One thing I wanted them to understand is how unique the Estivant Pines is. This sanctuary is the largest stand of virgin white pines in Michigan. I thought it would be interesting for them to hear why I believe this couple of hundred acres on the northern tip of Michigan’s UP is all that is left of the virgin trees that once covered our state. I told them the story of the wealthy Frenchman that owned the property for the copper mines that were on it. I explained that since he was wealthy, he probably didn’t see the need to cut down the trees for money. The fact that he lived in France made it more difficult for the loggers to reach him and make a deal for the timber. This area is also very rugged and difficult to reach, the soil is thin, and the trees are not perfect specimens. This and other reasons probably saved our pines.

pinesAs we drove home from the event, I thought some more about the subject. Sitting in that beautiful grove of white pines with that group of eager young people made me feel very peaceful. There is nothing else I am aware of that makes me feel this way. But the monetary value of these trees cut down, sliced up, and delivered to the sawmill is high. And as a people, we’ve decided that the lumber value is so much higher than the aesthetic value that just about every corner of our state has had its virgin trees removed. Places like the Estivant Pines constitute a tiny fraction of what was once here.

We do not often question this attitude toward our natural world. “Logging provides jobs,” I often hear folks say. I would argue that a couple of men could have logged the Estivant pines in less than a year, converting that property to the same stump fields that once covered the entire state. Those couple of men would probably have appreciated the work, but what about the property? The Estivant Pines is, we believe, the second most visited place in Copper Harbor, after Fort Wilkins. There are hotels, restaurants, gift shops, and others in Copper Harbor that depend on their guests having something fun to do while they’re visiting. Is it possible that the wages those couple of loggers could have earned are eclipsed by the value the sanctuary has as a tourist destination?

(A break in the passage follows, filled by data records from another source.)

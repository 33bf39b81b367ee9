//! Safety monitor.
//!
//! Runs every 5 ms, twice as fast as the producers it watches. Aggregates
//! per-component fault flags, tracks the fault tolerant time interval,
//! supervises the E2E health and the program-flow watchdog, and — exactly
//! once — requests the safe state from the decision state machine through
//! an injected one-way callback. Also keeps the day/night latch that picks
//! the safe-state command: off in daylight, low beam at night.

use tracing::{info, warn};

use flm_common::consts::{DAY_THRESHOLD, E2E_TIMEOUT_MS, FTTI_MS, SAFETY_MAX_FAULTS};
use flm_common::diag::{DiagEvent, DiagnosticSink, EventReport};
use flm_common::supervision::{Checkpoint, CheckpointSink, SupervisedEntity, SupervisionStatus};
use flm_common::types::{
    ActuatorFault, AmbientLight, E2eHealth, HeadlightCommand, SafeStateReason, SafetyStatus,
};

/// Snapshot of everything the safety monitor watches, gathered by the
/// dispatcher at the start of each 5 ms cycle.
#[derive(Debug, Clone, Copy, Default)]
pub struct SafetyInputs {
    /// Switch request currently valid.
    pub switch_valid: bool,
    /// Aggregated E2E communication health.
    pub e2e_health: E2eHealth,
    /// Conditioned ambient light snapshot.
    pub ambient: AmbientLight,
    /// Output stage fault classification.
    pub actuator_fault: ActuatorFault,
    /// Program-flow supervision global status.
    pub watchdog: SupervisionStatus,
}

/// Cross-component fault aggregation and FTTI tracking.
pub struct SafetyMonitor {
    in_safe: bool,
    reason: SafeStateReason,
    safe_entry_tick: u32,
    fault_count: u8,
    first_fault_tick: u32,
    ftti_active: bool,
    e2e_timeout_active: bool,
    e2e_failure_start_tick: u32,
    is_daytime: bool,
    safe_command: HeadlightCommand,
    global_status: SafetyStatus,
    // Per-component fault flags of the current cycle.
    switch_fault: bool,
    ambient_fault: bool,
    actuator_fault: bool,
    watchdog_fault: bool,
}

impl Default for SafetyMonitor {
    fn default() -> Self {
        Self::new()
    }
}

impl SafetyMonitor {
    pub fn new() -> Self {
        Self {
            in_safe: false,
            reason: SafeStateReason::None,
            safe_entry_tick: 0,
            fault_count: 0,
            first_fault_tick: 0,
            ftti_active: false,
            e2e_timeout_active: false,
            e2e_failure_start_tick: 0,
            // Daylight until the sensor proves otherwise: a dark default
            // would switch the lights on during every daytime start.
            is_daytime: true,
            safe_command: HeadlightCommand::Off,
            global_status: SafetyStatus::Ok,
            switch_fault: false,
            ambient_fault: false,
            actuator_fault: false,
            watchdog_fault: false,
        }
    }

    /// Safe state currently requested.
    #[inline]
    pub fn in_safe_state(&self) -> bool {
        self.in_safe
    }

    /// First recorded safe-state reason.
    #[inline]
    pub fn reason(&self) -> SafeStateReason {
        self.reason
    }

    /// Aggregated system status.
    #[inline]
    pub fn global_status(&self) -> SafetyStatus {
        self.global_status
    }

    /// Number of simultaneously faulted components this cycle.
    #[inline]
    pub fn fault_count(&self) -> u8 {
        self.fault_count
    }

    /// FTTI tracking currently armed.
    #[inline]
    pub fn ftti_active(&self) -> bool {
        self.ftti_active
    }

    /// Day/night latch.
    #[inline]
    pub fn is_daytime(&self) -> bool {
        self.is_daytime
    }

    /// Headlight command appropriate for the safe state.
    #[inline]
    pub fn safe_command(&self) -> HeadlightCommand {
        self.safe_command
    }

    /// One 5 ms cycle.
    ///
    /// `trigger` is the one-way path into the decision state machine; it is
    /// invoked at most once over the life of the monitor.
    pub fn main_function(
        &mut self,
        now: u32,
        inputs: SafetyInputs,
        trigger: &mut dyn FnMut(SafeStateReason),
        diag: &mut dyn DiagnosticSink,
        flow: &mut dyn CheckpointSink,
    ) {
        flow.checkpoint_reached(SupervisedEntity::SafetyMonitor, Checkpoint::MainEntry);

        self.aggregate_faults(now, &inputs);
        flow.checkpoint_reached(SupervisedEntity::SafetyMonitor, Checkpoint::Aggregation);

        self.update_day_night(&inputs.ambient);
        self.check_e2e_timeout(now, inputs.e2e_health, trigger);
        self.check_watchdog(now, inputs.watchdog, trigger);
        self.check_multi_fault(now, trigger);
        self.check_ftti(now, trigger);
        self.update_global_status();
        if self.in_safe {
            self.safe_command = if self.is_daytime {
                HeadlightCommand::Off
            } else {
                HeadlightCommand::LowBeam
            };
        }

        self.report_events(diag);
    }

    fn aggregate_faults(&mut self, now: u32, inputs: &SafetyInputs) {
        self.switch_fault = !inputs.switch_valid;
        self.ambient_fault = !inputs.ambient.is_valid;
        self.actuator_fault = inputs.actuator_fault != ActuatorFault::None;
        self.watchdog_fault = inputs.watchdog.is_fault();

        let count = [
            self.switch_fault,
            self.ambient_fault,
            self.actuator_fault,
            self.watchdog_fault,
        ]
        .iter()
        .filter(|&&fault| fault)
        .count() as u8;

        // Arm the FTTI clock on the first fault of a fault-free system.
        if count > 0 && self.fault_count == 0 {
            self.first_fault_tick = now;
            self.ftti_active = true;
            info!(count, "fault monitoring armed");
        }
        if count == 0 {
            self.ftti_active = false;
        }
        self.fault_count = count;
    }

    fn update_day_night(&mut self, ambient: &AmbientLight) {
        // An invalid sensor leaves the latch at its last trusted value.
        if ambient.is_valid {
            self.is_daytime = ambient.adc > DAY_THRESHOLD;
        }
    }

    fn check_e2e_timeout(
        &mut self,
        now: u32,
        health: E2eHealth,
        trigger: &mut dyn FnMut(SafeStateReason),
    ) {
        if health != E2eHealth::Valid {
            if !self.e2e_timeout_active {
                self.e2e_timeout_active = true;
                self.e2e_failure_start_tick = now;
            } else if now.wrapping_sub(self.e2e_failure_start_tick) >= E2E_TIMEOUT_MS {
                self.trigger_safe(now, SafeStateReason::E2eFailure, trigger);
            }
        } else {
            self.e2e_timeout_active = false;
        }
    }

    fn check_watchdog(
        &mut self,
        now: u32,
        status: SupervisionStatus,
        trigger: &mut dyn FnMut(SafeStateReason),
    ) {
        // Program flow is no longer trustworthy; the FTTI grace period does
        // not apply.
        if status.is_fault() {
            self.trigger_safe(now, SafeStateReason::WatchdogFailure, trigger);
        }
    }

    fn check_multi_fault(&mut self, now: u32, trigger: &mut dyn FnMut(SafeStateReason)) {
        if self.fault_count >= SAFETY_MAX_FAULTS {
            self.trigger_safe(now, SafeStateReason::MultiFault, trigger);
        }
    }

    fn check_ftti(&mut self, now: u32, trigger: &mut dyn FnMut(SafeStateReason)) {
        if self.ftti_active && now.wrapping_sub(self.first_fault_tick) >= FTTI_MS {
            self.trigger_safe(now, SafeStateReason::Timeout, trigger);
        }
    }

    fn update_global_status(&mut self) {
        self.global_status = if self.in_safe {
            SafetyStatus::SafeState
        } else if self.fault_count >= 2 {
            SafetyStatus::Degraded
        } else if self.fault_count == 1 {
            SafetyStatus::Warning
        } else {
            SafetyStatus::Ok
        };
    }

    fn trigger_safe(
        &mut self,
        now: u32,
        reason: SafeStateReason,
        trigger: &mut dyn FnMut(SafeStateReason),
    ) {
        if self.in_safe {
            return;
        }
        warn!(?reason, "entering safe state");
        self.in_safe = true;
        self.reason = reason;
        self.safe_entry_tick = now;
        self.global_status = SafetyStatus::SafeState;
        trigger(reason);
    }

    fn report_events(&self, diag: &mut dyn DiagnosticSink) {
        diag.report(
            DiagEvent::WatchdogSupervisionFailed,
            if self.watchdog_fault {
                EventReport::Failed
            } else {
                EventReport::Passed
            },
        );
        if self.in_safe {
            diag.report(DiagEvent::SafeStateEntered, EventReport::Failed);
        }
    }
}

// ─── Tests ──────────────────────────────────────────────────────────
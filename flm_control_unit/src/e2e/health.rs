//! Communication health state machine.
//!
//! Consumes the per-frame verdict stream and produces the aggregated
//! [`E2eHealth`]. OK-ish verdicts (OK, OKSOMELOST, INITIAL) build up
//! confidence, errors tear it down; REPEATED counts as an error but does
//! not destroy accumulated confidence. Both counters saturate at 255.

use flm_common::consts::{
    E2E_MAX_ERR_INIT, E2E_MAX_ERR_VALID, E2E_MIN_OK_INIT, E2E_MIN_OK_INVALID,
};
use flm_common::types::{E2eHealth, E2eVerdict};

/// Qualification thresholds for the health state machine.
#[derive(Debug, Clone, Copy, PartialEq, Eq)]
pub struct HealthConfig {
    /// OK-ish verdicts required for INIT → VALID.
    pub min_ok_init: u8,
    /// Errors tolerated in INIT before → INVALID.
    pub max_err_init: u8,
    /// Errors tolerated in VALID before → INVALID.
    pub max_err_valid: u8,
    /// OK-ish verdicts required for INVALID → VALID.
    pub min_ok_invalid: u8,
}

impl Default for HealthConfig {
    fn default() -> Self {
        Self {
            min_ok_init: E2E_MIN_OK_INIT,
            max_err_init: E2E_MAX_ERR_INIT,
            max_err_valid: E2E_MAX_ERR_VALID,
            min_ok_invalid: E2E_MIN_OK_INVALID,
        }
    }
}

/// Verdict-stream classifier.
#[derive(Debug, Clone, Copy)]
pub struct HealthMonitor {
    config: HealthConfig,
    state: E2eHealth,
    ok_count: u8,
    err_count: u8,
}

impl Default for HealthMonitor {
    fn default() -> Self {
        Self::new(HealthConfig::default())
    }
}

impl HealthMonitor {
    pub const fn new(config: HealthConfig) -> Self {
        Self {
            config,
            state: E2eHealth::Deinit,
            ok_count: 0,
            err_count: 0,
        }
    }

    /// Current aggregated health.
    #[inline]
    pub const fn state(&self) -> E2eHealth {
        self.state
    }

    /// Rolling OK-ish verdict count since the last transition.
    #[inline]
    pub const fn ok_count(&self) -> u8 {
        self.ok_count
    }

    /// Rolling error verdict count since the last transition.
    #[inline]
    pub const fn err_count(&self) -> u8 {
        self.err_count
    }

    /// Feed one verdict and advance the state machine.
    pub fn step(&mut self, verdict: E2eVerdict) -> E2eHealth {
        if verdict.is_ok() {
            self.ok_count = self.ok_count.saturating_add(1);
            self.err_count = 0;
        } else {
            self.err_count = self.err_count.saturating_add(1);
            // A repeated frame proves the sender is alive; it stalls
            // qualification but does not erase it.
            if verdict != E2eVerdict::Repeated {
                self.ok_count = 0;
            }
        }

        self.state = match self.state {
            E2eHealth::Deinit => E2eHealth::NoData,
            E2eHealth::NoData => {
                if verdict != E2eVerdict::NoNewData {
                    E2eHealth::Init
                } else {
                    E2eHealth::NoData
                }
            }
            E2eHealth::Init => {
                if self.ok_count >= self.config.min_ok_init {
                    self.reset_counts();
                    E2eHealth::Valid
                } else if self.err_count >= self.config.max_err_init {
                    self.reset_counts();
                    E2eHealth::Invalid
                } else {
                    E2eHealth::Init
                }
            }
            E2eHealth::Valid => {
                if self.err_count >= self.config.max_err_valid {
                    self.reset_counts();
                    E2eHealth::Invalid
                } else {
                    E2eHealth::Valid
                }
            }
            E2eHealth::Invalid => {
                if self.ok_count >= self.config.min_ok_invalid {
                    self.reset_counts();
                    E2eHealth::Valid
                } else {
                    E2eHealth::Invalid
                }
            }
        };
        self.state
    }

    fn reset_counts(&mut self) {
        self.ok_count = 0;
        self.err_count = 0;
    }
}

// ─── Tests ──────────────────────────────────────────────────────────
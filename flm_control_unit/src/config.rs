//! Host run configuration.
//!
//! The control parameters of the pipeline are compile-time constants; what
//! the TOML file configures is the *run harness*: how long to run, whether
//! to pace real time, the initial simulated ambient level, and how often to
//! emit the status line. Missing file means defaults; a malformed or
//! implausible file is a fatal initialization error.

use std::path::Path;

use serde::Deserialize;

use flm_common::consts::ADC_MAX_VALUE;

// ─── Error Type ─────────────────────────────────────────────────────

/// Run-configuration loading/validation error.
#[derive(Debug)]
pub enum ConfigError {
    /// File I/O error.
    IoError(String),
    /// TOML parse error.
    ParseError(String),
    /// Value outside its plausible range.
    ValidationError(String),
}

impl std::fmt::Display for ConfigError {
    fn fmt(&self, f: &mut std::fmt::Formatter<'_>) -> std::fmt::Result {
        match self {
            Self::IoError(e) => write!(f, "config I/O error: {e}"),
            Self::ParseError(e) => write!(f, "config parse error: {e}"),
            Self::ValidationError(e) => write!(f, "config validation: {e}"),
        }
    }
}

impl std::error::Error for ConfigError {}

// ─── Run Config ─────────────────────────────────────────────────────

/// Harness parameters for one simulation run.
#[derive(Debug, Clone, PartialEq, Eq, Deserialize)]
#[serde(deny_unknown_fields, default)]
pub struct RunConfig {
    /// Stop after this many ticks; 0 runs until the stop signal.
    pub tick_limit: u64,
    /// Sleep one tick period per tick to approximate wall-clock pacing.
    pub real_time: bool,
    /// Ambient ADC level injected at startup.
    pub ambient_adc: u16,
    /// Status line interval [ms]; 0 disables the status line.
    pub status_interval_ms: u32,
}

impl Default for RunConfig {
    fn default() -> Self {
        Self {
            tick_limit: 0,
            real_time: true,
            ambient_adc: 2000,
            status_interval_ms: 100,
        }
    }
}

impl RunConfig {
    /// Range-check every field.
    pub fn validate(&self) -> Result<(), ConfigError> {
        if self.ambient_adc > ADC_MAX_VALUE {
            return Err(ConfigError::ValidationError(format!(
                "ambient_adc {} exceeds 12-bit range ({})",
                self.ambient_adc, ADC_MAX_VALUE
            )));
        }
        if self.status_interval_ms != 0 && self.status_interval_ms < 10 {
            return Err(ConfigError::ValidationError(format!(
                "status_interval_ms {} below 10 ms floods the log",
                self.status_interval_ms
            )));
        }
        Ok(())
    }
}

/// Parse and validate a run configuration from a TOML string.
pub fn run_config_from_str(toml_str: &str) -> Result<RunConfig, ConfigError> {
    let config: RunConfig =
        toml::from_str(toml_str).map_err(|e| ConfigError::ParseError(e.to_string()))?;
    config.validate()?;
    Ok(config)
}

/// Load a run configuration; a missing file yields the defaults.
pub fn load_run_config(path: &Path) -> Result<RunConfig, ConfigError> {
    let toml_str = match std::fs::read_to_string(path) {
        Ok(content) => content,
        Err(e) if e.kind() == std::io::ErrorKind::NotFound => {
            return Ok(RunConfig::default());
        }
        Err(e) => {
            return Err(ConfigError::IoError(format!(
                "failed to read {}: {e}",
                path.display()
            )));
        }
    };
    run_config_from_str(&toml_str)
}

// ─── Tests ──────────────────────────────────────────────────────────

#[cfg(test)]
mod tests {
    use super::*;

    #[test]
    fn defaults_are_valid() {
        let config = RunConfig::default();
        assert!(config.validate().is_ok());
        assert_eq!(config.ambient_adc, 2000);
        assert!(config.real_time);
    }

    #[test]
    fn parses_full_config() {
        let config = run_config_from_str(
            r#"
            tick_limit = 5000
            real_time = false
            ambient_adc = 1200
            status_interval_ms = 200
            "#,
        )
        .unwrap();
        assert_eq!(config.tick_limit, 5000);
        assert!(!config.real_time);
        assert_eq!(config.ambient_adc, 1200);
        assert_eq!(config.status_interval_ms, 200);
    }

    #[test]
    fn partial_config_fills_defaults() {
        let config = run_config_from_str("tick_limit = 100\n").unwrap();
        assert_eq!(config.tick_limit, 100);
        assert_eq!(config.ambient_adc, RunConfig::default().ambient_adc);
    }

    #[test]
    fn rejects_out_of_range_ambient() {
        let err = run_config_from_str("ambient_adc = 5000\n").unwrap_err();
        assert!(matches!(err, ConfigError::ValidationError(_)));
    }

    #[test]
    fn rejects_flooding_status_interval() {
        let err = run_config_from_str("status_interval_ms = 1\n").unwrap_err();
        assert!(matches!(err, ConfigError::ValidationError(_)));
        // Zero means disabled and is fine.
        assert!(run_config_from_str("status_interval_ms = 0\n").is_ok());
    }

    #[test]
    fn rejects_unknown_fields() {
        let err = run_config_from_str("cycle_time_us = 1000\n").unwrap_err();
        assert!(matches!(err, ConfigError::ParseError(_)));
    }

    #[test]
    fn missing_file_yields_defaults() {
        let config = load_run_config(Path::new("/nonexistent/flm_run.toml")).unwrap();
        assert_eq!(config, RunConfig::default());
    }
}
//! Simulation input injector.
//!
//! Plays the role of the outside world: publishes protected light-switch
//! frames on the bus latch, sweeps the ambient light level, and feeds back
//! a load current that follows the relay state. Everything is keyed off the
//! dispatcher tick so a run is fully reproducible.

use std::sync::Arc;

use flm_common::consts::{
    ADC_CHANNEL_AMBIENT, ADC_CHANNEL_CURRENT, E2E_COUNTER_OFFSET_BITS, E2E_CRC_OFFSET_BITS,
    E2E_MAX_DELTA_COUNTER, E2E_MAX_NO_NEW_DATA, HEADLIGHT_CURRENT_FACTOR, LIGHTSWITCH_CMD_BYTE,
    LIGHTSWITCH_DATA_ID, LIGHTSWITCH_FRAME_LEN,
};
use flm_control_unit::e2e::{E2eConfig, ProtectState};
use flm_hal::{FrameLatch, SimAdc};

/// Bus frame spacing [ms].
const FRAME_PERIOD_MS: u32 = 20;

/// Switch command dwell time before cycling to the next mode [ms].
const MODE_DWELL_MS: u32 = 5_000;

/// Ambient sweep step interval [ms].
const AMBIENT_STEP_MS: u32 = 100;

/// Ambient sweep step size [ADC counts], kept well under the rate limit.
const AMBIENT_STEP: u16 = 100;

/// Dark target of the ambient sweep.
const AMBIENT_DARK: u16 = 500;

/// Simulated load current when the lights are on [mA].
const LOAD_CURRENT_MA: u16 = 5_000;

/// Deterministic stimulus generator.
pub struct InputInjector {
    latch: Arc<FrameLatch>,
    adc: Arc<SimAdc>,
    e2e_config: E2eConfig,
    protect: ProtectState,
    ambient_level: u16,
    ambient_bright: u16,
    sweeping_dark: bool,
}

impl InputInjector {
    pub fn new(latch: Arc<FrameLatch>, adc: Arc<SimAdc>, ambient_adc: u16) -> Self {
        let e2e_config = E2eConfig::new(
            LIGHTSWITCH_DATA_ID,
            LIGHTSWITCH_FRAME_LEN,
            E2E_CRC_OFFSET_BITS,
            E2E_COUNTER_OFFSET_BITS,
            E2E_MAX_DELTA_COUNTER,
            E2E_MAX_NO_NEW_DATA,
        )
        .expect("light switch frame layout is validated at compile time");
        adc.set_value(ADC_CHANNEL_AMBIENT, ambient_adc);
        Self {
            latch,
            adc,
            e2e_config,
            protect: ProtectState::new(),
            ambient_level: ambient_adc,
            ambient_bright: ambient_adc,
            sweeping_dark: false,
        }
    }

    /// Inject stimuli for tick `now`. `lights_on` mirrors the relay state
    /// so the current feedback tracks the actual outputs.
    pub fn step(&mut self, now: u32, lights_on: bool) {
        if now % FRAME_PERIOD_MS == 0 {
            self.send_switch_frame(now);
        }
        if now % AMBIENT_STEP_MS == 0 {
            self.sweep_ambient(now);
        }
        let current = if lights_on { LOAD_CURRENT_MA } else { 0 };
        self.adc
            .set_value(ADC_CHANNEL_CURRENT, current / HEADLIGHT_CURRENT_FACTOR);
    }

    /// Cycle OFF → LOW → HIGH → AUTO, one mode per dwell interval.
    fn send_switch_frame(&mut self, now: u32) {
        let mode = ((now / MODE_DWELL_MS) % 4) as u8;
        let mut frame = [0u8; LIGHTSWITCH_FRAME_LEN];
        frame[LIGHTSWITCH_CMD_BYTE] = mode;
        self.protect.protect(&self.e2e_config, &mut frame);
        self.latch.publish(&frame);
    }

    /// Walk the ambient level between the configured bright level and the
    /// dark target, flipping direction every dwell interval. The step size
    /// stays inside the plausibility rate limit.
    fn sweep_ambient(&mut self, now: u32) {
        if now != 0 && now % MODE_DWELL_MS == 0 {
            self.sweeping_dark = !self.sweeping_dark;
        }
        let target = if self.sweeping_dark {
            AMBIENT_DARK
        } else {
            self.ambient_bright
        };
        self.ambient_level = if self.ambient_level > target {
            self.ambient_level.saturating_sub(AMBIENT_STEP).max(target)
        } else {
            (self.ambient_level + AMBIENT_STEP).min(target)
        };
        self.adc.set_value(ADC_CHANNEL_AMBIENT, self.ambient_level);
    }
}
//! Headlight output stage.
//!
//! Runs every 10 ms. Translates the decided [`HeadlightCommand`] into the
//! two relay channels (high beam energizes both), samples the current-sense
//! feedback, and diagnoses the load: open load once the output has settled,
//! over-current at any time. A confirmed short forces and latches both
//! outputs low; confirmed faults are sticky until re-initialization.

use std::sync::Arc;

use tracing::error;

use flm_common::consts::{
    ADC_CHANNEL_CURRENT, DIO_CHANNEL_HIGH_BEAM, DIO_CHANNEL_LOW_BEAM, HEADLIGHT_CURRENT_FACTOR,
    HEADLIGHT_FAULT_CONFIRM_CYCLES, HEADLIGHT_FAULT_DETECT_MS, HEADLIGHT_MAX_CURRENT_MA,
    HEADLIGHT_MIN_CURRENT_MA, HEADLIGHT_OPEN_LOAD_MA,
};
use flm_common::diag::{DiagEvent, DiagnosticSink, EventReport};
use flm_common::hal::{AnalogInput, DigitalOutput};
use flm_common::supervision::{Checkpoint, CheckpointSink, SupervisedEntity};
use flm_common::types::{ActuatorFault, HeadlightCommand};

/// Relay driver with load diagnosis.
pub struct HeadlightDriver {
    dio: Arc<dyn DigitalOutput>,
    adc: Arc<dyn AnalogInput>,
    current_command: HeadlightCommand,
    low_on: bool,
    high_on: bool,
    feedback_ma: u32,
    feedback_on: bool,
    command_change_tick: u32,
    open_load_count: u8,
    short_count: u8,
    fault: ActuatorFault,
    fault_confirmed: bool,
    outputs_latched_off: bool,
}

impl HeadlightDriver {
    pub fn new(dio: Arc<dyn DigitalOutput>, adc: Arc<dyn AnalogInput>) -> Self {
        let driver = Self {
            dio,
            adc,
            current_command: HeadlightCommand::Off,
            low_on: false,
            high_on: false,
            feedback_ma: 0,
            feedback_on: false,
            command_change_tick: 0,
            open_load_count: 0,
            short_count: 0,
            fault: ActuatorFault::None,
            fault_confirmed: false,
            outputs_latched_off: false,
        };
        driver.write_outputs(false, false);
        driver
    }

    /// Confirmed or pending fault classification.
    #[inline]
    pub fn fault(&self) -> ActuatorFault {
        self.fault
    }

    /// Command currently applied to the outputs.
    #[inline]
    pub fn current_command(&self) -> HeadlightCommand {
        self.current_command
    }

    /// Relay levels as last commanded (low beam, high beam).
    #[inline]
    pub fn outputs(&self) -> (bool, bool) {
        (self.low_on, self.high_on)
    }

    /// Load current measured this cycle [mA].
    #[inline]
    pub fn feedback_ma(&self) -> u32 {
        self.feedback_ma
    }

    /// Load current indicates the lights are actually on.
    #[inline]
    pub fn feedback_on(&self) -> bool {
        self.feedback_on
    }

    /// Clear faults and the output latch, as part of a full re-init.
    pub fn reset(&mut self) {
        self.open_load_count = 0;
        self.short_count = 0;
        self.fault = ActuatorFault::None;
        self.fault_confirmed = false;
        self.outputs_latched_off = false;
        self.current_command = HeadlightCommand::Off;
        self.write_outputs(false, false);
    }

    /// One 10 ms cycle applying `command`.
    pub fn main_function(
        &mut self,
        now: u32,
        command: HeadlightCommand,
        diag: &mut dyn DiagnosticSink,
        flow: &mut dyn CheckpointSink,
    ) {
        flow.checkpoint_reached(SupervisedEntity::HeadlightDriver, Checkpoint::MainEntry);

        if command != self.current_command {
            self.command_change_tick = now;
        }

        self.set_outputs(command);
        self.read_feedback();
        self.check_open_load(now, command);
        self.check_short_circuit();
        self.update_fault_status();
        self.current_command = command;

        self.report_events(diag);
    }

    fn set_outputs(&mut self, command: HeadlightCommand) {
        let (low, high) = if self.outputs_latched_off {
            (false, false)
        } else {
            match command {
                HeadlightCommand::Off => (false, false),
                HeadlightCommand::LowBeam => (true, false),
                HeadlightCommand::HighBeam => (true, true),
            }
        };
        self.low_on = low;
        self.high_on = high;
        self.write_outputs(low, high);
    }

    fn write_outputs(&self, low: bool, high: bool) {
        // The simulated bank cannot fail on the configured channels; on a
        // real target a write failure is invisible here and caught by the
        // feedback diagnosis instead.
        let _ = self.dio.write(DIO_CHANNEL_LOW_BEAM, low);
        let _ = self.dio.write(DIO_CHANNEL_HIGH_BEAM, high);
    }

    fn read_feedback(&mut self) {
        if let Ok(raw) = self.adc.read(ADC_CHANNEL_CURRENT) {
            self.feedback_ma = u32::from(raw) * u32::from(HEADLIGHT_CURRENT_FACTOR);
        }
        self.feedback_on = self.feedback_ma >= u32::from(HEADLIGHT_MIN_CURRENT_MA);
    }

    fn check_open_load(&mut self, now: u32, command: HeadlightCommand) {
        if command == HeadlightCommand::Off {
            self.open_load_count = 0;
            return;
        }
        // Let the load settle after a command change before judging it.
        if now.wrapping_sub(self.command_change_tick) < HEADLIGHT_FAULT_DETECT_MS {
            return;
        }
        if self.feedback_ma < u32::from(HEADLIGHT_OPEN_LOAD_MA) {
            self.open_load_count = self.open_load_count.saturating_add(1);
            if self.open_load_count >= HEADLIGHT_FAULT_CONFIRM_CYCLES {
                if !self.fault_confirmed {
                    error!("headlight open load confirmed");
                }
                self.fault = ActuatorFault::OpenLoad;
                self.fault_confirmed = true;
            }
        } else {
            self.open_load_count = 0;
        }
    }

    fn check_short_circuit(&mut self) {
        if self.feedback_ma > u32::from(HEADLIGHT_MAX_CURRENT_MA) {
            self.short_count = self.short_count.saturating_add(1);
            if self.short_count >= HEADLIGHT_FAULT_CONFIRM_CYCLES {
                if !self.outputs_latched_off {
                    error!(
                        feedback_ma = self.feedback_ma,
                        "over-current confirmed, forcing outputs off"
                    );
                }
                self.fault = ActuatorFault::ShortCircuit;
                self.fault_confirmed = true;
                self.outputs_latched_off = true;
                self.low_on = false;
                self.high_on = false;
                self.write_outputs(false, false);
            }
        } else {
            self.short_count = 0;
        }
    }

    fn update_fault_status(&mut self) {
        if self.open_load_count == 0 && self.short_count == 0 && !self.fault_confirmed {
            self.fault = ActuatorFault::None;
        }
    }

    fn report_events(&self, diag: &mut dyn DiagnosticSink) {
        diag.report(
            DiagEvent::HeadlightOpenLoad,
            if self.fault == ActuatorFault::OpenLoad {
                EventReport::Failed
            } else {
                EventReport::Passed
            },
        );
        diag.report(
            DiagEvent::HeadlightShortCircuit,
            if self.fault == ActuatorFault::ShortCircuit {
                EventReport::Failed
            } else {
                EventReport::Passed
            },
        );
    }
}

// ─── Tests ──────────────────────────────────────────────────────────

As we drill for oil, dig for ore, and cut down our forests, we see our quality of life increasing, and all seem to agree this is a good thing. Perhaps we need to take a longer view of this. Perhaps there are intrinsic benefits to leaving some places untouched. Perhaps such places are more important to our well being than we were aware of. Maybe when we tune our capitalist system, account needs to be taken of everything that is lost when such an area is disturbed, and not just the value of the lumber that is generated.